Seeing all those heads in the crowd at my goodbye speech, I could feel it was important. This was me leaving.

I was super nervous speaking Japanese in front of the students for the first time. I was so nervous that when it was over, I accidentally left my certificate on the stage lol but it went well and it was a really cathartic moment for me, having come full circle to another speech.

This is it. This is what makes life important.

Still, the bigness of it all it so clear that it makes me wonder whether I squandered the last two years. Maybe I should've spent even more time making life important, living in the moment, and absorbing things for what they really were. Even if I did live it up right, it's always easy to take things for granted. Instead of just experiencing life, did I LIVE enough?

On the other hand, I also wonder about whether it's healthy to live with so much adventure and stress.
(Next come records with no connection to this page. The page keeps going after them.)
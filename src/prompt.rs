//! Prompt construction for the description request.
//!
//! [`PromptBuilder`] is a pure mapping from the current configuration and an
//! optional voice transcript to the final prompt string. No side effects, no
//! clock, no I/O — the orchestrator snapshots the configuration and hands
//! the values over.
//!
//! Policy:
//! * voice transcript present, include-default-prompt on → language default
//!   prompt, a space, then the transcript.
//! * voice transcript present, include-default-prompt off → the transcript
//!   verbatim.
//! * no transcript → the trimmed custom prompt when non-empty, otherwise the
//!   language default prompt (with `en-US` as the final fallback).

// ---------------------------------------------------------------------------
// Language → default prompt table
// ---------------------------------------------------------------------------

/// Default instruction text per supported language tag.
const LANGUAGE_PROMPTS: &[(&str, &str)] = &[
    (
        "en-US",
        "I am a blind person, and this is an image from my perspective. Please describe what I see using short but descriptive language. Address me with \"you\". No more than 50 words.",
    ),
    (
        "de-DE",
        "Ich bin blind. Das ist ein Bild aus meiner Sicht. Bitte beschreibe, was ich sehe, in kurzen, aber aussagekräftigen Worten. Sprich mich mit \"du\" an. Nicht mehr als 50 Wörter.",
    ),
    (
        "es-ES",
        "Soy una persona ciega y esta es una imagen desde mi perspectiva. Por favor, describe brevemente lo que veo, usando un lenguaje corto pero descriptivo. Háblame de \"tú\". No más de 50 palabras.",
    ),
    (
        "fr-FR",
        "Je suis une personne aveugle et ceci est une image de mon point de vue. Veuillez décrire ce que je vois en utilisant un langage court mais descriptif. Adresse-moi avec \"tu\". Pas plus de 50 mots.",
    ),
];

/// Language used when the requested tag has no table entry.
pub const FALLBACK_LANGUAGE: &str = "en-US";

/// The default prompt for `language`, falling back to the `en-US` entry for
/// unknown tags.
pub fn default_prompt(language: &str) -> &'static str {
    LANGUAGE_PROMPTS
        .iter()
        .find(|(tag, _)| *tag == language)
        .or_else(|| {
            LANGUAGE_PROMPTS
                .iter()
                .find(|(tag, _)| *tag == FALLBACK_LANGUAGE)
        })
        .map(|(_, prompt)| *prompt)
        .unwrap_or("")
}

// ---------------------------------------------------------------------------
// PromptBuilder
// ---------------------------------------------------------------------------

/// Builds the final prompt for one capture cycle.
///
/// # Example
/// ```rust
/// use scene_to_speech::prompt::PromptBuilder;
///
/// let builder = PromptBuilder::new("en-US", true, "");
/// let prompt = builder.build(Some("is there a dog"));
/// assert!(prompt.ends_with("is there a dog"));
/// ```
#[derive(Debug, Clone)]
pub struct PromptBuilder {
    language: String,
    include_default_prompt: bool,
    custom_prompt: String,
}

impl PromptBuilder {
    pub fn new(
        language: impl Into<String>,
        include_default_prompt: bool,
        custom_prompt: impl Into<String>,
    ) -> Self {
        Self {
            language: language.into(),
            include_default_prompt,
            custom_prompt: custom_prompt.into(),
        }
    }

    /// Resolve the final prompt. A transcript that is empty after trimming
    /// counts as absent, so a hold that captured no words degrades to the
    /// default-mode prompt.
    ///
    /// Always returns a non-empty string as long as the `en-US` table entry
    /// exists.
    pub fn build(&self, voice_transcript: Option<&str>) -> String {
        let transcript = voice_transcript
            .map(str::trim)
            .filter(|t| !t.is_empty());

        match transcript {
            Some(t) if self.include_default_prompt => {
                format!("{} {}", default_prompt(&self.language), t)
            }
            Some(t) => t.to_string(),
            None => {
                let custom = self.custom_prompt.trim();
                if custom.is_empty() {
                    default_prompt(&self.language).to_string()
                } else {
                    custom.to_string()
                }
            }
        }
    }
}

// ---------------------------------------------------------------------------
// Tests
// ---------------------------------------------------------------------------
It's exhausting, saying goodbye so soon after you've said hello. As soon as you've finally figured something out, you're turning to something else. I sometimes loathed the situation I was in and I often lamented it - the last two years weren't easy. Still, I never actually go so far as to regret it. If nothing else, such a difficult life of moving from here to there stands to remind you how lucky you are. It keeps you treating each moment like it's golden.

I will soon be just a memory to most of these people, but I've done well, judging by the people who teared up when they said goodbye to me (and when I teared up in return) and the people who (in spite of their Japaneseness) were able to say really heartfelt things to me. I've had many good friends. All the people wanting my time has stressed me out but...well...it shows I've done well here and that I've been fortunate, too.

But you know, for all the sadness and unknown and worry and stress in wrapping up this life, it's pretty damn awesome that I'll get to see my family in less time than it takes to mail a letter from here.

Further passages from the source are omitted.